Un travail mental se faisait en elle pourtant, car le cercle bleuâtre qui entourait ses yeux devenait plus profond, et par intervalles, une sorte de grelottement agitait tout son corps.
Au bout d'une minute, elle se mit sur ses pieds avec effort et marcha droit devant elle, toute chancelante. Les gens s'écartaient pour la laisser passer, et je ne sais pourquoi sa merveilleuse beauté, prenant un caractère enfantin par le voile qui était sur son intelligence, rappela plus énergiquement à tous, en ce moment, Petite-Reine perdue.
—Comme elle lui ressemble! balbutia madame Noblet, au milieu d'un murmure composé de cent voix qui échangeaient des paroles à voix basse.
Tout est spectacle à Paris. C'était ici un spectacle étrange et qui ne rappelait en rien les scènes analogues. Il n'y avait ni grand mouvement, ni pleurs, ni cris, mais toutes les poitrines étaient oppressées. Et depuis que Lily avait quitté son banc, une douloureuse curiosité se peignait dans tous les regards.

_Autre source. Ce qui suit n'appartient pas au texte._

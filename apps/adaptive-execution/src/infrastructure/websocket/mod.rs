//! Order Update Stream Infrastructure
//!
//! Push delivery of order status changes over the Alpaca `trade_updates`
//! WebSocket:
//!
//! - `wss://paper-api.alpaca.markets/stream` (paper)
//! - `wss://api.alpaca.markets/stream` (live)
//!
//! # Architecture
//!
//! - [`TradeUpdateStream`]: one shared connection with auth/listen handshake
//!   and jittered reconnects
//! - [`OrderUpdateRouter`]: fans updates out to per-order waiters
//! - [`ReconnectPolicy`]: exponential backoff with full jitter
//! - [`InMemoryOrderStream`]: socket-free stand-in for tests

mod codec;
mod in_memory;
mod manager;
mod reconnect;
mod router;
mod types;

pub use codec::{StreamMessage, auth_message, decode_message, listen_message};
pub use in_memory::InMemoryOrderStream;
pub use manager::TradeUpdateStream;
pub use reconnect::ReconnectPolicy;
pub use router::OrderUpdateRouter;
pub use types::{StreamState, TradeEvent, TradeStreamConfig, WebSocketError};
//! Data Transfer Objects (DTOs)
//!
//! DTOs are used for use case inputs and outputs.

mod execution_dto;

pub use execution_dto::{BatchExecutionReport, ExecutionRequest, IdempotentExecution};
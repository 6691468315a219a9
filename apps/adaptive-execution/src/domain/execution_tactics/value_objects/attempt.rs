//! Per-sequence attempt state and the static attempt schedule.

use std::time::Duration;

use rust_decimal::Decimal;
use serde::{Deserialize, Serialize};
use tokio::time::Instant;

use crate::domain::order_execution::OrderSide;
use crate::domain::shared::Symbol;

/// Market state owned by one repeg sequence.
///
/// `original_spread` is captured from the first quote and never changes;
/// the volatility check compares every later quote against it.
#[derive(Debug, Clone, PartialEq, Eq)]
pub struct AttemptState {
    symbol: Symbol,
    side: OrderSide,
    bid: Decimal,
    ask: Decimal,
    original_spread: Decimal,
    last_attempt_time: Option<Instant>,
}

impl AttemptState {
    /// Start a sequence from its first quote.
    #[must_use]
    pub fn new(symbol: Symbol, side: OrderSide, bid: Decimal, ask: Decimal) -> Self {
        Self {
            symbol,
            side,
            bid,
            ask,
            original_spread: ask - bid,
            last_attempt_time: None,
        }
    }

    /// Replace the working quote. The original spread is kept.
    pub fn update_quote(&mut self, bid: Decimal, ask: Decimal) {
        self.bid = bid;
        self.ask = ask;
    }

    /// Record the time of a submission.
    pub fn mark_attempt(&mut self, at: Instant) {
        self.last_attempt_time = Some(at);
    }

    /// Instrument.
    #[must_use]
    pub const fn symbol(&self) -> &Symbol {
        &self.symbol
    }

    /// Direction.
    #[must_use]
    pub const fn side(&self) -> OrderSide {
        self.side
    }

    /// Working bid.
    #[must_use]
    pub const fn bid(&self) -> Decimal {
        self.bid
    }

    /// Working ask.
    #[must_use]
    pub const fn ask(&self) -> Decimal {
        self.ask
    }

    /// Spread of the first quote.
    #[must_use]
    pub const fn original_spread(&self) -> Decimal {
        self.original_spread
    }

    /// Spread of the working quote.
    #[must_use]
    pub fn current_spread(&self) -> Decimal {
        self.ask - self.bid
    }

    /// Midpoint of the working quote.
    #[must_use]
    pub fn midpoint(&self) -> Decimal {
        (self.bid + self.ask) / Decimal::TWO
    }

    /// When the last order of this sequence was submitted.
    #[must_use]
    pub const fn last_attempt_time(&self) -> Option<Instant> {
        self.last_attempt_time
    }
}

/// One row of the attempt schedule.
#[derive(Debug, Clone, Copy, PartialEq, Eq, Serialize, Deserialize)]
pub struct AttemptPlan {
    /// Zero-based attempt index.
    pub attempt: u32,
    /// How long the attempt may rest before it is canceled.
    pub timeout: Duration,
    /// Ticks of extra aggressiveness beyond attempt 0.
    pub price_improvement_ticks: u32,
}
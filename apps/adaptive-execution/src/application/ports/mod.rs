//! Application Ports (Driven)
//!
//! Ports define interfaces for the external systems the engine drives:
//! the broker, market data, the order update stream and blob persistence.

mod blob_store_port;
mod clock_port;
mod order_gateway_port;
mod order_stream_port;
mod quote_source_port;

pub use blob_store_port::{BlobStoreError, BlobStorePort};
pub use clock_port::{ClockPort, FixedClock, SystemClock};
pub use order_gateway_port::{
    GatewayError, OrderGatewayPort, SubmitOrderRequest, mentions_insufficient_funds,
};
pub use order_stream_port::{OrderUpdate, OrderUpdateStreamPort, OrderUpdateSubscription, StreamError};
pub use quote_source_port::{PriceFeedError, Quote, QuoteSourcePort};
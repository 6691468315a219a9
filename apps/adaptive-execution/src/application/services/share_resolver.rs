//! Share Quantity Resolver
//!
//! Feeds the quantity safeguard with live data: the held position, a
//! reference price (quote midpoint, else last trade) and asset
//! fractionability.

use std::sync::Arc;

use rust_decimal::Decimal;

use crate::application::ports::{OrderGatewayPort, QuoteSourcePort};
use crate::domain::order_execution::OrderSide;
use crate::domain::position_sizing::{
    AssetInfo, QuantitySafeguard, SafeguardConfig, ShareResolution, SizingBasis, TradeItem,
};
use crate::domain::shared::Symbol;

/// Resolves trade intents to share quantities.
pub struct ShareQuantityResolver<G, Q>
where
    G: OrderGatewayPort,
    Q: QuoteSourcePort,
{
    gateway: Arc<G>,
    quotes: Arc<Q>,
    safeguard: QuantitySafeguard,
}

impl<G, Q> ShareQuantityResolver<G, Q>
where
    G: OrderGatewayPort,
    Q: QuoteSourcePort,
{
    /// Create a resolver.
    pub const fn new(gateway: Arc<G>, quotes: Arc<Q>, config: SafeguardConfig) -> Self {
        Self {
            gateway,
            quotes,
            safeguard: QuantitySafeguard::with_config(config),
        }
    }

    /// Resolve the share quantity for a trade intent.
    pub async fn resolve_shares(&self, item: &TradeItem) -> ShareResolution {
        let position = match item.action {
            OrderSide::Sell => self.position(&item.symbol).await,
            OrderSide::Buy => Decimal::ZERO,
        };

        if item.is_full_liquidation() {
            let resolution =
                self.safeguard
                    .resolve(item, None, position, &AssetInfo::new(item.symbol.clone(), true));
            tracing::info!(
                symbol = %item.symbol,
                quantity = %resolution.quantity,
                "Full liquidation, selling entire position"
            );
            return resolution;
        }

        let price = self.reference_price(&item.symbol).await;
        let asset = match item.action {
            OrderSide::Buy => self.asset_info(&item.symbol).await,
            OrderSide::Sell => AssetInfo::new(item.symbol.clone(), true),
        };
        let resolution = self.safeguard.resolve(item, price, position, &asset);

        match resolution.basis {
            SizingBasis::MinimumUnit => tracing::warn!(
                symbol = %item.symbol,
                trade_amount = %item.trade_amount,
                quantity = %resolution.quantity,
                "No usable price, buying minimum unit"
            ),
            SizingBasis::FullPosition => tracing::warn!(
                symbol = %item.symbol,
                trade_amount = %item.trade_amount,
                quantity = %resolution.quantity,
                "No usable price, selling full position"
            ),
            SizingBasis::Priced if resolution.capped_at_position => tracing::info!(
                symbol = %item.symbol,
                trade_amount = %item.trade_amount,
                position = %position,
                "Sell capped at held position"
            ),
            SizingBasis::Priced | SizingBasis::Liquidation => tracing::debug!(
                symbol = %item.symbol,
                quantity = %resolution.quantity,
                price = ?resolution.price,
                "Resolved share quantity"
            ),
        }

        resolution
    }

    /// Quote midpoint if the quote is valid, otherwise the last trade price.
    pub async fn reference_price(&self, symbol: &Symbol) -> Option<Decimal> {
        match self.quotes.get_latest_quote(symbol).await {
            Ok(quote) if quote.is_valid() => return Some(quote.mid()),
            Ok(_) => tracing::debug!(symbol = %symbol, "Latest quote invalid, trying last trade"),
            Err(e) => tracing::debug!(symbol = %symbol, error = %e, "Quote unavailable, trying last trade"),
        }

        match self.quotes.get_last_trade_price(symbol).await {
            Ok(price) if price > Decimal::ZERO => Some(price),
            Ok(_) => None,
            Err(e) => {
                tracing::debug!(symbol = %symbol, error = %e, "Last trade unavailable");
                None
            }
        }
    }

    async fn position(&self, symbol: &Symbol) -> Decimal {
        match self.gateway.get_position(symbol).await {
            Ok(qty) => qty,
            Err(e) => {
                tracing::warn!(symbol = %symbol, error = %e, "Position lookup failed, assuming flat");
                Decimal::ZERO
            }
        }
    }

    async fn asset_info(&self, symbol: &Symbol) -> AssetInfo {
        match self.gateway.get_asset_info(symbol).await {
            Ok(info) => info,
            Err(e) => {
                tracing::warn!(
                    symbol = %symbol,
                    error = %e,
                    "Asset lookup failed, assuming whole shares only"
                );
                AssetInfo::new(symbol.clone(), false)
            }
        }
    }
}
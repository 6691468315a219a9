//! Order Execution Value Objects

mod execution_result;
mod order_size;
mod order_status;
mod order_terms;

pub use execution_result::ExecutionResult;
pub use order_size::OrderSize;
pub use order_status::OrderStatus;
pub use order_terms::{OrderSide, OrderType, TimeInForce};
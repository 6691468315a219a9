//! Trade intent produced by upstream rebalance planning.

use rust_decimal::Decimal;
use serde::{Deserialize, Serialize};

use crate::domain::order_execution::OrderSide;
use crate::domain::shared::Symbol;

/// One line of a rebalance plan.
#[derive(Debug, Clone, PartialEq, Eq, Serialize, Deserialize)]
pub struct TradeItem {
    /// Instrument.
    pub symbol: Symbol,
    /// Direction.
    pub action: OrderSide,
    /// Dollar amount to trade; the sign is ignored.
    pub trade_amount: Decimal,
    /// Portfolio weight after the trade; zero on a sell means exit the position.
    pub target_weight: Decimal,
}

impl TradeItem {
    /// Create a trade item.
    #[must_use]
    pub const fn new(
        symbol: Symbol,
        action: OrderSide,
        trade_amount: Decimal,
        target_weight: Decimal,
    ) -> Self {
        Self {
            symbol,
            action,
            trade_amount,
            target_weight,
        }
    }

    /// A sell down to zero weight: the whole position goes.
    #[must_use]
    pub fn is_full_liquidation(&self) -> bool {
        self.action == OrderSide::Sell && self.target_weight.is_zero()
    }
}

Ceux qui connaissaient Petite-Reine redisaient à satiété comme elle était belle et douce, et riante, quel enchantement c'était que de la voir jouer sous les arbres, entourée d'enfants qui semblaient ses sujets et ses courtisans.

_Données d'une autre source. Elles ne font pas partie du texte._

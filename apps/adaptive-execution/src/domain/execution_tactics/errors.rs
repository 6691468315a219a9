//! Execution Tactics Errors

use thiserror::Error;

/// A strategy parameter outside its allowed range.
#[derive(Debug, Error, Clone, PartialEq, Eq)]
#[error("strategy parameter {parameter} {reason}")]
pub struct TacticError {
    /// Offending parameter.
    pub parameter: &'static str,
    /// What is wrong with it.
    pub reason: String,
}

impl TacticError {
    pub(crate) fn invalid(parameter: &'static str, reason: impl Into<String>) -> Self {
        Self {
            parameter,
            reason: reason.into(),
        }
    }
}
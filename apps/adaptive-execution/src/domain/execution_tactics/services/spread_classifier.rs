//! Spread Classifier Domain Service
//!
//! Scores a bid/ask pair against both absolute (cents) and relative
//! (basis points of the midpoint) thresholds. The final class is the wider
//! of the two assessments; a spread counts as urgent only when it is under
//! the absolute urgent floor and tight in relative terms.

use rust_decimal::Decimal;

use crate::domain::execution_tactics::value_objects::{
    ExecutionUrgency, SpreadClass, SpreadRecommendation, SpreadThresholds,
};

/// Classifies spreads against configurable thresholds.
#[derive(Debug, Clone, Default)]
pub struct SpreadClassifier {
    thresholds: SpreadThresholds,
}

impl SpreadClassifier {
    /// Create a classifier.
    #[must_use]
    pub const fn new(thresholds: SpreadThresholds) -> Self {
        Self { thresholds }
    }

    /// Classify a quote. Crossed, locked or non-positive quotes are `Wide`.
    #[must_use]
    pub fn classify(&self, bid: Decimal, ask: Decimal) -> SpreadClass {
        if bid <= Decimal::ZERO || ask <= bid {
            return SpreadClass::Wide;
        }

        let spread = ask - bid;
        let cents = spread * Decimal::ONE_HUNDRED;
        let midpoint = (bid + ask) / Decimal::TWO;
        let bps = spread / midpoint * Decimal::from(10_000);

        let absolute = self.classify_cents(cents);
        let relative = self.classify_bps(bps);

        if absolute == SpreadClass::Urgent && relative == SpreadClass::Tight {
            SpreadClass::Urgent
        } else {
            absolute.max(relative)
        }
    }

    /// Execution recommendation for a spread class.
    #[must_use]
    pub const fn recommend(&self, class: SpreadClass) -> SpreadRecommendation {
        let (urgency, inside_spread_factor, timeout_multiplier) = match class {
            SpreadClass::Urgent => (ExecutionUrgency::Urgent, 1.0, 0.5),
            SpreadClass::Tight => (ExecutionUrgency::High, 0.75, 0.75),
            SpreadClass::Normal => (ExecutionUrgency::Normal, 0.5, 1.0),
            SpreadClass::Wide => (ExecutionUrgency::Low, 0.25, 1.5),
        };
        SpreadRecommendation {
            class,
            urgency,
            inside_spread_factor,
            timeout_multiplier,
        }
    }

    /// Thresholds in use.
    #[must_use]
    pub const fn thresholds(&self) -> &SpreadThresholds {
        &self.thresholds
    }

    fn classify_cents(&self, cents: Decimal) -> SpreadClass {
        if cents <= self.thresholds.urgent_max_cents {
            SpreadClass::Urgent
        } else if cents <= self.thresholds.tight_max_cents {
            SpreadClass::Tight
        } else if cents <= self.thresholds.normal_max_cents {
            SpreadClass::Normal
        } else {
            SpreadClass::Wide
        }
    }

    fn classify_bps(&self, bps: Decimal) -> SpreadClass {
        if bps <= self.thresholds.tight_max_bps {
            SpreadClass::Tight
        } else if bps <= self.thresholds.normal_max_bps {
            SpreadClass::Normal
        } else {
            SpreadClass::Wide
        }
    }
}
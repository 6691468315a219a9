//! Position Sizing Domain Services

mod quantity_safeguard;

pub use quantity_safeguard::{QuantitySafeguard, SafeguardConfig, ShareResolution, SizingBasis};
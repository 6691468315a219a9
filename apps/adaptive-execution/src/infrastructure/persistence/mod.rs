//! Persistence Adapters
//!
//! Implementations of `BlobStorePort`.

mod file;
mod in_memory;

pub use file::FileBlobStore;
pub use in_memory::InMemoryBlobStore;
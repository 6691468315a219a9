//! Application Services
//!
//! Services shared by the use cases: waiting on order completion, guarding
//! against replayed executions and sizing trade intents.

pub mod completion_monitor;
mod idempotency_store;
mod share_resolver;

pub use completion_monitor::{
    CompletionMap, CompletionMonitor, CompletionOutcome, CompletionStatus,
    PollingCompletionMonitor, StreamingCompletionMonitor,
};
pub use idempotency_store::{
    EXECUTION_ATTEMPTS_KEY, ExecutionAttemptRecord, ExecutionClaim, ExecutionIdempotencyStore,
    IdempotencyError,
};
pub use share_resolver::ShareQuantityResolver;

Certes, Lily n'entendait pas. Elle allait comme si elle eût essayé d'étouffer le faible bruit de ses pas pour surprendre quelqu'un. Un sourire où il y avait de l'espièglerie entrouvrait ses lèvres décolorées.

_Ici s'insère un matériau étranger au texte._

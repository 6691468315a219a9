//! Quote Source Port (Driven Port)
//!
//! Interface for the latest top-of-book quote and last trade price.

use async_trait::async_trait;
use chrono::{DateTime, Utc};
use rust_decimal::Decimal;
use serde::{Deserialize, Serialize};

use crate::domain::shared::Symbol;

/// Top-of-book quote.
#[derive(Debug, Clone, PartialEq, Eq, Serialize, Deserialize)]
pub struct Quote {
    /// Instrument symbol.
    pub symbol: Symbol,
    /// Best bid price.
    pub bid: Decimal,
    /// Best ask price.
    pub ask: Decimal,
    /// Bid size.
    pub bid_size: Decimal,
    /// Ask size.
    pub ask_size: Decimal,
    /// Provider timestamp.
    pub timestamp: DateTime<Utc>,
}

impl Quote {
    /// Quote stamped with the current time and no size information.
    #[must_use]
    pub fn new(symbol: Symbol, bid: Decimal, ask: Decimal) -> Self {
        Self {
            symbol,
            bid,
            ask,
            bid_size: Decimal::ZERO,
            ask_size: Decimal::ZERO,
            timestamp: Utc::now(),
        }
    }

    /// Both sides positive and the book neither locked nor crossed.
    #[must_use]
    pub fn is_valid(&self) -> bool {
        self.bid > Decimal::ZERO && self.ask > self.bid
    }

    /// Midpoint of bid and ask.
    #[must_use]
    pub fn mid(&self) -> Decimal {
        (self.bid + self.ask) / Decimal::TWO
    }

    /// Ask minus bid.
    #[must_use]
    pub fn spread(&self) -> Decimal {
        self.ask - self.bid
    }
}

/// Why a quote or trade price could not be served.
#[derive(Debug, Clone, PartialEq, Eq, thiserror::Error)]
pub enum PriceFeedError {
    /// The data provider could not be reached or answered with an error.
    #[error("quote provider unavailable: {0}")]
    Transport(String),

    /// The provider does not know the symbol.
    #[error("unknown symbol {symbol}")]
    UnknownSymbol {
        /// Requested symbol.
        symbol: String,
    },

    /// The symbol is known but has no usable price.
    #[error("no price data for {symbol}")]
    NoData {
        /// Requested symbol.
        symbol: String,
    },
}

/// Port for market data lookups.
#[async_trait]
pub trait QuoteSourcePort: Send + Sync {
    /// Get the latest quote for a symbol.
    async fn get_latest_quote(&self, symbol: &Symbol) -> Result<Quote, PriceFeedError>;

    /// Get the price of the most recent trade.
    async fn get_last_trade_price(&self, symbol: &Symbol) -> Result<Decimal, PriceFeedError>;
}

Je l'ai dit et je le répète: c'était navrant, mais d'une autre façon que l'angoisse ordinaire.
Elle n'alla pas bien loin. Elle s'arrêta au premier arbre qui se trouva sur son chemin et s'y appuya.
Puis, ainsi soutenue, elle en fit le tour vivement.
Ce n'était pas de l'espoir qui éclairait son visage, c'était comme une certitude de voir derrière l'arbre ce qu'elle cherchait.